Dresden. Der Schritt war intern seit Wochen angekündigt, heute wird er offiziell vollzogen: SPD-Fraktionschef Cornelius Weiss wirft hin. Heute will der 74-jährige Vorsitzende den zwölf weiteren SPD-Abgeordneten seinen Rücktritt für kommenden Freitag erklären, bestätigte Weiss auf Anfrage dieser Zeitung. Es wird offenbar kein Rückzug in aller Freundschaft, sondern ein Abgang mit deutlichen Worten. Sein Vertrauen in den Koalitionspartner, sagte der Alterspräsident des Landtages gestern dieser Zeitung, sei „endgültig zerstört“. Er sei nicht länger im Stande, den Verbleib in der Koalition aufrichtig zu vertreten und als Mittler der Parteien immer wieder neue Kompromisse zu finden.

Die Angriffe des scheidenden Fraktionschefs zielen dabei direkt auf Ministerpräsident Georg Milbradt (CDU), dem Weiss eine „Bulldozer-Mentalität“ vorwirft: „Der Regierungschef hat uns mehrmals brutal überrollt.“ Spätestens seit Milbradts Veto gegen das Energiesparprogramm von SPD-Wirtschaftsminister Thomas Jurk sei die „Serie von Zumutungen und Demütigungen nicht mehr abgerissen“, so Weiss. Dies habe zuletzt Milbradts Umgang mit dem geplanten Hochschulgesetz gezeigt, der immer neue Forderungen aufgestellt habe. Die CDU scheine das bisherige kollegiale Verhalten der SPD offenkundig als Schwäche misszuverstehen.

Doch Weiss geht auch mit den eigenen Genossen ins Gericht. Wer letztlich immer wieder nachgebe, habe irgendwann kein Druckpotenzial mehr. „Die CDU lernt, dass man die SPD ruhig reizen kann, weil unsere Drohgebärden keine Konsequenzen haben und wir wieder in den Schoß der Koalition zurückkehren“, sagt Weiss.

Seinen Rücktritt erklärt der Fraktionschef daher auch mit dem Verhalten der eigenen Parteifreunde beim Hochschulgesetz. In einer Sondersitzung kurz vor der Sommerpause habe sich die Fraktion plötzlich entgegen ihrer früheren Beschlüsse für die Novelle aus dem Haus von Wissenschaftsministerin Eva-Maria Stange ausgesprochen – und Weiss’ ablehnende Position damit überstimmt. Als früherer Leipziger Uni-Rektor und Vize-Präsident der Hochschulrektorenkonferenz sieht er dadurch seine Kompetenz in Hochschulfragen öffentlich in Zweifel gezogen – und hält einen Rücktritt für absolut notwendig.
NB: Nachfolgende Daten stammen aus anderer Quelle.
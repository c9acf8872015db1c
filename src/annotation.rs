//! Per-label annotation of a filtered statistics volume
//!
//! The annotator is a sink: it receives the label map, the label names and
//! the filtered t-statistic volume and writes a table. Nothing it produces is
//! read back by the engine.

use crate::error::{Result, StatsError};
use ndarray::Array3;
use serde::Serialize;
use std::collections::BTreeMap;
use std::path::Path;

pub trait Annotator {
    fn annotate(&self, tstats: &Array3<f32>, output: &Path) -> Result<()>;
}

/// Label number to descriptive name
#[derive(Debug, Clone, Default, PartialEq)]
pub struct LabelNames {
    names: BTreeMap<u32, String>,
}

impl LabelNames {
    pub fn new(names: BTreeMap<u32, String>) -> Self {
        Self { names }
    }

    /// Read a CSV with `label` and `label_name` columns
    ///
    /// Without those headers the first two columns are used.
    pub fn load(path: &Path) -> Result<Self> {
        let mut reader = csv::Reader::from_path(path)?;
        let headers = reader.headers()?.clone();
        let label_col = headers.iter().position(|h| h == "label").unwrap_or(0);
        let name_col = headers.iter().position(|h| h == "label_name").unwrap_or(1);

        let mut names = BTreeMap::new();
        for record in reader.records() {
            let record = record?;
            let label = record.get(label_col).unwrap_or_default().trim();
            let label = label
                .parse::<u32>()
                .map_err(|_| StatsError::config(format!("invalid label number '{}' in {}", label, path.display())))?;
            let name = record.get(name_col).unwrap_or_default().trim().to_string();
            names.insert(label, name);
        }
        Ok(Self { names })
    }

    pub fn get(&self, label: u32) -> Option<&str> {
        self.names.get(&label).map(String::as_str)
    }

    pub fn iter(&self) -> impl Iterator<Item = (u32, &str)> {
        self.names.iter().map(|(&l, n)| (l, n.as_str()))
    }

    pub fn len(&self) -> usize {
        self.names.len()
    }

    pub fn is_empty(&self) -> bool {
        self.names.is_empty()
    }
}

#[derive(Debug, Clone, PartialEq, Serialize)]
pub struct LabelSummary {
    pub label: u32,
    pub label_name: String,
    pub voxels: usize,
    pub significant_voxels: usize,
    pub mean_t: Option<f32>,
    pub min_t: Option<f32>,
    pub max_t: Option<f32>,
}

/// Summarises the non-zero (significant) statistics inside each label
#[derive(Debug, Clone)]
pub struct LabelSummaryAnnotator {
    label_map: Array3<f32>,
    names: LabelNames,
}

impl LabelSummaryAnnotator {
    pub fn new(label_map: Array3<f32>, names: LabelNames) -> Self {
        Self { label_map, names }
    }

    pub fn summarise(&self, tstats: &Array3<f32>) -> Result<Vec<LabelSummary>> {
        if tstats.dim() != self.label_map.dim() {
            return Err(StatsError::ShapeMismatch {
                volume: tstats.dim(),
                mask: self.label_map.dim(),
            });
        }

        let mut values: BTreeMap<u32, (usize, Vec<f32>)> = BTreeMap::new();
        for (&label, &t) in self.label_map.iter().zip(tstats.iter()) {
            if label <= 0.0 {
                continue;
            }
            let entry = values.entry(label.round() as u32).or_default();
            entry.0 += 1;
            if t != 0.0 {
                entry.1.push(t);
            }
        }

        Ok(self
            .names
            .iter()
            .map(|(label, name)| {
                let (voxels, significant) = values.get(&label).cloned().unwrap_or_default();
                let count = significant.len();
                LabelSummary {
                    label,
                    label_name: name.to_string(),
                    voxels,
                    significant_voxels: count,
                    mean_t: (count > 0).then(|| significant.iter().sum::<f32>() / count as f32),
                    min_t: significant.iter().copied().reduce(f32::min),
                    max_t: significant.iter().copied().reduce(f32::max),
                }
            })
            .collect())
    }
}

impl Annotator for LabelSummaryAnnotator {
    fn annotate(&self, tstats: &Array3<f32>, output: &Path) -> Result<()> {
        let mut writer = csv::Writer::from_path(output)?;
        for row in self.summarise(tstats)? {
            writer.serialize(row)?;
        }
        writer.flush()?;
        Ok(())
    }
}
// Circular statistics for angular data in degrees
//
// Per voxel: circular mean and variance of each group, the shortest distance
// from the mutant mean to the wild-type mean (direct or reflected through
// 360), then Welch's t-test of the wild-type mean against that distance.

use super::result::StatisticalResult;
use super::welch::welch_ttest;
use super::StatisticalTest;
use crate::error::Result;
use crate::fdr::benjamini_hochberg;
use crate::masked::{MaskedVector, Population};
use std::f64::consts::PI;

/// Mean resultant length R of angles in degrees, in [0, 1]
pub fn mean_resultant_length(angles: &[f64]) -> f64 {
    let n = angles.len() as f64;
    let (sin, cos) = sums(angles);
    (sin * sin + cos * cos).sqrt() / n
}

fn sums(angles: &[f64]) -> (f64, f64) {
    angles.iter().fold((0.0, 0.0), |(s, c), a| {
        let r = a.to_radians();
        (s + r.sin(), c + r.cos())
    })
}

/// Circular mean in degrees, in [0, 360)
///
/// ```
/// use phenostat::stats::circular::circular_mean;
///
/// assert!((circular_mean(&[350.0, 20.0]) - 5.0).abs() < 1e-9);
/// ```
pub fn circular_mean(angles: &[f64]) -> f64 {
    let (sin, cos) = sums(angles);
    let mean = sin.atan2(cos).to_degrees();
    if mean < 0.0 {
        mean + 360.0
    } else {
        mean
    }
}

/// Circular variance in squared degrees: `(360/2pi)^2 * 2 ln(1/R)`
pub fn circular_variance(angles: &[f64]) -> f64 {
    let scale = 360.0 / (2.0 * PI);
    scale * scale * 2.0 * (1.0 / mean_resultant_length(angles)).ln()
}

/// Angular deviation in degrees: `(180/pi) * sqrt(2 (1 - R))`
pub fn angular_deviation(angles: &[f64]) -> f64 {
    (180.0 / PI) * (2.0 * (1.0 - mean_resultant_length(angles))).sqrt()
}

/// Shorter of the direct and reflected distances between two mean angles
pub fn min_angular_distance(mutant_mean: f64, wildtype_mean: f64) -> f64 {
    let direct = (mutant_mean - wildtype_mean).abs();
    let reflected = (mutant_mean - (360.0 - wildtype_mean)).abs();
    direct.min(reflected)
}

/// Circular comparison of mutant and wild-type angle volumes
///
/// NaN p-values become 1.0 and NaN t-statistics 0.0.
#[derive(Debug, Clone, Default)]
pub struct CircularStatsTest;

impl StatisticalTest for CircularStatsTest {
    fn name(&self) -> &'static str {
        "CircularStats"
    }

    fn run(&self, wildtype: &Population, mutant: &Population) -> Result<StatisticalResult> {
        wildtype.ensure_compatible(mutant)?;
        let voxels = wildtype.voxel_count();
        let mask_id = wildtype.mask_id();

        let mut tstats = Vec::with_capacity(voxels);
        let mut pvalues = Vec::with_capacity(voxels);
        let mut wt_column = Vec::with_capacity(wildtype.len());
        let mut mut_column = Vec::with_capacity(mutant.len());

        for voxel in 0..voxels {
            wildtype.column_into(voxel, &mut wt_column);
            mutant.column_into(voxel, &mut mut_column);

            let wt_mean = circular_mean(&wt_column);
            let distance = min_angular_distance(circular_mean(&mut_column), wt_mean);
            let (p, t) = welch_ttest(
                wt_mean,
                circular_variance(&wt_column),
                wildtype.len(),
                distance,
                circular_variance(&mut_column),
                mutant.len(),
            );

            pvalues.push(if p.is_nan() { 1.0 } else { p as f32 });
            tstats.push(if t.is_nan() { 0.0 } else { t as f32 });
        }

        let qvalues = benjamini_hochberg(&pvalues);
        StatisticalResult::new(
            MaskedVector::new(tstats, mask_id),
            MaskedVector::new(pvalues, mask_id),
            MaskedVector::new(qvalues, mask_id),
        )
    }
}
Ursprünglich war geplant, dass Weiss erst Ende des Jahres sein Amt geordnet an einen Nachfolger übergibt. Doch solange wollte er nicht mehr warten, und auch Parteifreunde konnten ihn von dem Schritt offenkundig nicht mehr abbringen. Dabei hat man in der Parteispitze nur wenig Verständnis für den Schritt. Es hätte auch andere Wege gegeben, den Konflikt zu lösen, heißt es. Schon am nächsten Freitag soll die Fraktion einen neuen Vorsitzenden wählen.

Aussichtsreichster Kandidat dafür ist der Parlamentarische Geschäftsführer Martin Dulig, der für eine Fortsetzung des Regierungsbündnisses eintritt. „Ich kämpfe für diese Koalition, um als SPD Profil zu zeigen“, sagt der 33-Jährige. Die große Mehrheit der Fraktion hat er dabei wohl hinter sich.

Auch Weiss sieht sich in den nächsten zwei Jahren bis zur Landtagswahl – anders vielleicht als sein Kollege Karl Nolle – nicht als ständiger Kritiker der Koalition. Nachdem er seine Meinung gesagt habe, wolle er in Zukunft diszipliniert seine Arbeit machen und nur bei seinen Schwerpunktthemen – dem Rechtsradikalismus und der Hochschulpolitik – Farbe bekennen.